Classic French Rugby World Cup Joke Q: What do call an Frenchman holding a bottle of champagne after the Rugby World Cup Final? A: Waiter.

Rugby Funny JokesSome Clean, Funny, Rugby Shorts

  • Rugby is a good occasion for keeping thirty bullies far from the centre of the city. - Oscar Wilde
  • I'm still an amateur, of course, but I became rugby's first millionaire five years ago. - David Campese [1991]
  • On playing for Wales at Lansdowne Road, Dublin: I didn't know what was going on at the start in the swirling wind. The flags were all pointing in different directions and I thought the Irish had starched them just to fool us. - Mike Watkins [1984]
  • On Jonah Lomu: I've seen a lot people like him, but they weren't playing on the wing.- Colin Meads [1995].
  • Ray Gravell Eats Soft Centres. - Banner seen at Cardiff Arms Park.

World Cup Rugby Nicknames

Will and Guy have been debating the dearth of players' nicknames.  Is it just two old-timers with selective memory, or are there really fewer nicknames today?  Could it be that a combination of teams not drinking together, coupled with a fear of being labelled *xyz_ist have surpressed nicknames?  Please prove us wrong and send us interesting nickames of modern players. * Where xyz could be race, age, or other form of discrimination. Good nicknames from previous World cups
  • Chariots - Martin Offiah
  • Squeaky - Rob Andrew
  • Le Pit-Bull - Brian Moore (Now a commentator)
Present Day Examples
  • Shrek - Steve Thompson
  • Wellies - Stephen Jones

International Rugby Team Nicknames

The situation with International nicknames is different, it seems that every nation has at least one shortened name to fire up its fans, and to increase the commentators vocabulary.
  • Argentina: Los Pumas
  • Australia: The Wallabies
  • Canada: Canucks or Maple Leafs
  • Fiji: Bati [The Warriors] Sometimes referred to as The Flying Fijians
  • France: Les Bleus or sometimes Les Tricolores
  • Georgia: The Lelos [The team's nickname comes from 'lelo burti', a traditional Georgian sport with strong similarities to rugby]
  • Italy: Azzurri, The Gladiators of Rome
  • Japan: The Cherry Blossoms or The Brave Blossoms
  • Namibia: The Welwitschias [a desert flower]
  • New Zealand: The All Blacks
  • Romania: The Oaks
  • Samoa: Manu Samoa
  • South Africa: The Springboks
  • Tonga: Ikale Tahi [Sea Eagles]
  • USA: The Eagles
  • Wales: Dragons
Countries that appear not to have real nicknames: England, Scotland, Ireland.  Perhaps you know better? Will has heard England referred to as "The Red and Whites" but it is not a common nickname. Scotland is known in some quarters as "Rob Roy's Army". The "Tartan Army" tends to refer to the Football team. Ireland may be called "Paddy's Army"
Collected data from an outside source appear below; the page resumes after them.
use std::collections::BTreeSet;
use std::path::PathBuf;

use pretty_assertions::assert_eq;
use rand::SeedableRng;
use rand::rngs::StdRng;
use rand::seq::SliceRandom;
use rstest::*;

use svclust_call::{
    CallReport, DepthTable, NoDepth, call_structural_variants, cluster_signatures,
};
use svclust_core::models::{
    Call, Genotype, Locus, Signature, SignatureStore, SortOrder, VariantKind, VariantType,
};
use svclust_core::{Diagnostic, MalformedSignature, RunConfig, SvClustError};

#[fixture]
fn config() -> RunConfig {
    RunConfig {
        max_distance: Some(50),
        ..Default::default()
    }
}

fn store_of(name: &str, signatures: Vec<Signature>) -> SignatureStore {
    let mut store = SignatureStore::new(name, Some(SortOrder::Queryname));
    for signature in signatures {
        store.insert(signature);
    }
    store
}

fn fixture_store(name: &str) -> SignatureStore {
    let path = PathBuf::from(format!("../tests/data/signatures/{}.tsv", name));
    SignatureStore::try_from(path.as_path()).unwrap()
}

fn find(report: &CallReport, variant_type: VariantType, chr: &str) -> Vec<Call> {
    let mut calls: Vec<Call> = report
        .calls
        .iter()
        .filter(|c| c.variant_type() == variant_type && c.chr == chr)
        .cloned()
        .collect();
    calls.sort_by_key(|c| c.start);
    calls
}

#[rstest]
fn test_simple_deletion(config: RunConfig) {
    let store = store_of(
        "reads",
        vec![
            Signature::deletion("1", 1000, 1200, "r1"),
            Signature::deletion("1", 1010, 1190, "r2"),
            Signature::deletion("1", 995, 1205, "r3"),
        ],
    );

    let report = call_structural_variants(&[store], &config, &NoDepth).unwrap();
    assert_eq!(report.clusters.len(), 1);
    assert_eq!(report.calls.len(), 1);

    let call = &report.calls[0];
    assert_eq!(call.variant_type(), VariantType::Deletion);
    assert_eq!((call.start, call.end), (1000, 1200));
    assert_eq!(call.support, 3);
    assert_eq!(call.length(), Some(200));
    assert_eq!(call.genotype, Genotype::Unknown);
}

#[rstest]
fn test_disjoint_clusters(config: RunConfig) {
    let store = store_of(
        "reads",
        vec![
            Signature::deletion("1", 1000, 1200, "r1"),
            Signature::deletion("1", 50000, 50200, "r2"),
        ],
    );

    let report = call_structural_variants(&[store], &config, &NoDepth).unwrap();
    assert_eq!(report.calls.len(), 2);
}

#[rstest]
fn test_minimum_support_filtering(mut config: RunConfig) {
    config.min_support = 2;
    let store = store_of(
        "reads",
        vec![
            Signature::deletion("1", 1000, 1200, "r1"),
            Signature::deletion("1", 1010, 1190, "r2"),
            Signature::deletion("1", 50000, 50200, "r3"),
        ],
    );

    let report = call_structural_variants(&[store], &config, &NoDepth).unwrap();
    assert_eq!(report.calls.len(), 1);
    assert_eq!(report.calls[0].start, 1005);
}

#[rstest]
fn test_translocation_agreement(config: RunConfig) {
    let store = store_of(
        "reads",
        vec![
            Signature::translocation("1", 5000, "2", 8000, "r1"),
            Signature::translocation("1", 5010, "2", 8020, "r2"),
            Signature::translocation("2", 8010, "1", 5020, "r3"),
        ],
    );

    let report = call_structural_variants(&[store], &config, &NoDepth).unwrap();
    assert_eq!(report.calls.len(), 1);

    let call = &report.calls[0];
    assert_eq!(call.chr, "1");
    assert_eq!(call.start, 5010);
    assert_eq!(call.support, 3);
    match &call.kind {
        VariantKind::Translocation { mate, .. } => {
            assert_eq!(mate.chr, "2");
            assert_eq!(mate.pos, 8010);
        }
        other => panic!("unexpected kind {:?}", other),
    }
}

#[rstest]
fn test_translocation_mate_disagreement(config: RunConfig) {
    let store = store_of(
        "reads",
        vec![
            Signature::translocation("1", 5000, "2", 8000, "r1"),
            Signature::translocation("1", 5010, "2", 98000, "r2"),
        ],
    );

    let report = call_structural_variants(&[store], &config, &NoDepth).unwrap();
    assert_eq!(report.calls.len(), 2);
}

#[rstest]
fn test_two_passes_from_files(config: RunConfig) {
    let stores = vec![fixture_store("split"), fixture_store("clips")];
    let report = call_structural_variants(&stores, &config, &NoDepth).unwrap();

    assert_eq!(report.calls.len(), 6);

    let deletions = find(&report, VariantType::Deletion, "1");
    assert_eq!(deletions.len(), 2);
    assert_eq!((deletions[0].start, deletions[0].end), (1001, 1202));
    assert_eq!(deletions[0].support, 4);
    assert_eq!(deletions[0].clusters.len(), 2);

    let insertions = find(&report, VariantType::Insertion, "2");
    assert_eq!(insertions.len(), 1);
    assert_eq!(insertions[0].start, 30010);
    assert_eq!(insertions[0].kind, VariantKind::Insertion { length: 335 });

    let duplications = find(&report, VariantType::TandemDuplication, "1");
    assert_eq!(duplications[0].length(), Some(1980));

    let insertions_from = find(&report, VariantType::InsertionFrom, "X");
    assert_eq!(
        insertions_from[0].kind,
        VariantKind::InsertionFrom {
            origin: Locus::new("1", 20005, 20495)
        }
    );

    // the inverted record of the split pass is reported, not clustered
    let malformed: Vec<&Diagnostic> = report
        .diagnostics
        .iter()
        .filter(|d| matches!(d, Diagnostic::MalformedSignature { .. }))
        .collect();
    assert_eq!(malformed.len(), 1);
    assert!(matches!(
        malformed[0],
        Diagnostic::MalformedSignature { line: Some(11), .. }
    ));
}

#[rstest]
fn test_genotypes_with_depth(config: RunConfig) {
    let stores = vec![fixture_store("split"), fixture_store("clips")];
    let depth = DepthTable::try_from(PathBuf::from("../tests/data/depth/depth.bed").as_path())
        .unwrap();

    let report = call_structural_variants(&stores, &config, &depth).unwrap();

    let deletions = find(&report, VariantType::Deletion, "1");
    assert_eq!(deletions[0].depth, Some(6));
    assert_eq!(deletions[0].genotype, Genotype::Heterozygous);

    let insertions = find(&report, VariantType::Insertion, "2");
    assert_eq!(insertions[0].genotype, Genotype::HomozygousRef);

    // depth 2 on X is below the floor
    let insertions_from = find(&report, VariantType::InsertionFrom, "X");
    assert_eq!(insertions_from[0].genotype, Genotype::Unknown);
    let low_depth = report
        .diagnostics
        .iter()
        .filter(|d| matches!(d, Diagnostic::InsufficientDepth { .. }))
        .count();
    assert_eq!(low_depth, 1);
}

#[rstest]
#[case("unsorted")]
#[case("no_header")]
fn test_input_order_error_aborts(config: RunConfig, #[case] name: &str) {
    let stores = vec![fixture_store("split"), fixture_store(name)];
    let result = call_structural_variants(&stores, &config, &NoDepth);
    assert!(matches!(result, Err(SvClustError::InputOrder { .. })));
}

#[rstest]
fn test_empty_evidence(config: RunConfig) {
    let report = call_structural_variants(&[fixture_store("empty")], &config, &NoDepth).unwrap();
    assert!(report.calls.is_empty());
    assert!(report.diagnostics.contains(&Diagnostic::EmptyEvidence));
    assert!(report.diagnostics.contains(&Diagnostic::DegradedSortOrder {
        pass: "empty".to_string()
    }));
}

#[rstest]
fn test_invalid_config_is_rejected(mut config: RunConfig) {
    config.genotyping.heterozygous_fraction = 0.9;
    let result = call_structural_variants(&[fixture_store("split")], &config, &NoDepth);
    assert!(matches!(result, Err(SvClustError::InvalidConfig(_))));
}

fn random_signatures(seed: u64) -> Vec<Signature> {
    let mut rng = StdRng::seed_from_u64(seed);
    let mut signatures = Vec::new();
    for i in 0..300 {
        let chr = ["1", "2"][rand::Rng::random_range(&mut rng, 0..2)];
        let start = rand::Rng::random_range(&mut rng, 0..50_000u32);
        let width = rand::Rng::random_range(&mut rng, 50..2_000u32);
        // reads supporting several records test deduplication
        let read = format!("r{}", i % 120);
        let signature = match i % 4 {
            0 => Signature::deletion(chr, start, start + width, &read),
            1 => Signature::insertion(chr, start, width, &read),
            2 => Signature::inversion(chr, start, start + width, &read),
            _ => Signature::translocation(chr, start, ["1", "2"][i % 2], start / 2, &read),
        };
        signatures.push(signature);
    }
    signatures
}

#[rstest]
fn test_determinism_under_shuffling_and_threads(config: RunConfig) {
    let signatures = random_signatures(11);
    let expected = call_structural_variants(
        &[store_of("reads", signatures.clone())],
        &config,
        &NoDepth,
    )
    .unwrap();

    let mut rng = StdRng::seed_from_u64(3);
    for threads in [1, 2, 4] {
        let mut shuffled = signatures.clone();
        shuffled.shuffle(&mut rng);
        let pool = rayon::ThreadPoolBuilder::new()
            .num_threads(threads)
            .build()
            .unwrap();
        let report = pool
            .install(|| {
                call_structural_variants(&[store_of("reads", shuffled)], &config, &NoDepth)
            })
            .unwrap();

        assert_eq!(report.calls, expected.calls);
    }

    assert!(!expected.calls.is_empty());
}

#[rstest]
fn test_support_conservation(config: RunConfig) {
    let stores = vec![
        store_of("split", random_signatures(5)),
        store_of("clips", random_signatures(6)),
    ];
    let report = call_structural_variants(&stores, &config, &NoDepth).unwrap();

    for call in &report.calls {
        let mut reads: BTreeSet<String> = BTreeSet::new();
        for cluster_id in &call.clusters {
            let cluster = report
                .clusters
                .iter()
                .find(|c| c.id() == cluster_id)
                .unwrap();
            reads.extend(cluster.reads().iter().cloned());
        }
        assert_eq!(call.support, reads.len());
    }
}

#[rstest]
fn test_monotonic_quality(config: RunConfig) {
    let weak = store_of(
        "reads",
        vec![
            Signature::deletion("1", 1000, 1200, "r1"),
            Signature::deletion("1", 1000, 1200, "r2"),
        ],
    );
    let strong = store_of(
        "reads",
        vec![
            Signature::deletion("1", 1000, 1200, "r1"),
            Signature::deletion("1", 1000, 1200, "r2"),
            Signature::deletion("1", 1000, 1200, "r3"),
        ],
    );

    let weak = call_structural_variants(&[weak], &config, &NoDepth).unwrap();
    let strong = call_structural_variants(&[strong], &config, &NoDepth).unwrap();
    assert!(strong.calls[0].quality >= weak.calls[0].quality);
    assert!(strong.calls[0].support > weak.calls[0].support);
}

#[rstest]
fn test_cluster_calls_are_ungenotyped(config: RunConfig) {
    let store = store_of(
        "reads",
        vec![
            Signature::deletion("1", 1000, 1200, "r1"),
            Signature::deletion("1", 1002, 1198, "r2"),
            Signature::deletion("1", 9000, 9400, "r3"),
        ],
    );
    let report = cluster_signatures(&[store], &config).unwrap();
    let calls = report.cluster_calls(&config.quality);

    assert_eq!(calls.len(), report.clusters.len());
    for (call, cluster) in calls.iter().zip(&report.clusters) {
        assert_eq!(call.genotype, Genotype::Unknown);
        assert_eq!(call.support, cluster.support());
        assert_eq!(call.clusters, vec![cluster.id().clone()]);
        assert_eq!(call.depth, None);
    }
}

#[rstest]
fn test_duplicate_pass_names_are_rejected(config: RunConfig) {
    let first = store_of("reads", vec![Signature::deletion("1", 1000, 1200, "rA")]);
    let second = store_of("reads", vec![Signature::deletion("2", 5000, 5300, "rB")]);

    let result = call_structural_variants(&[first, second], &config, &NoDepth);
    assert!(matches!(result, Err(SvClustError::DuplicatePass(name)) if name == "reads"));
}

#[rstest]
fn test_oversized_tandem_duplication_is_dropped(config: RunConfig) {
    let store = store_of(
        "reads",
        vec![
            Signature::tandem_duplication("1", 0, 100_000, 50_000, "r1"),
            Signature::tandem_duplication("1", 200_000, 200_500, 2, "r2"),
        ],
    );

    let report = call_structural_variants(&[store], &config, &NoDepth).unwrap();
    assert_eq!(report.calls.len(), 1);
    assert_eq!(report.calls[0].length(), Some(1000));
    assert!(report.diagnostics.iter().any(|d| matches!(
        d,
        Diagnostic::MalformedSignature {
            reason: MalformedSignature::SizeOverflow { .. },
            ..
        }
    )));
}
Embrace the New Zealand Culture

The owner of a bar in Wanaka is holding a competition to find the 'perfect woman', the prize is $NZ 1,000 and tickets for a rugby game. Amongst the tasks the candidates will be expected to undertake are:
  • Reverse a trailer load of manure.
  • Change a car tyre.
  • Clear a pool table.
  • Darn a sock.
  • Lift a ram, and hold it for shearing.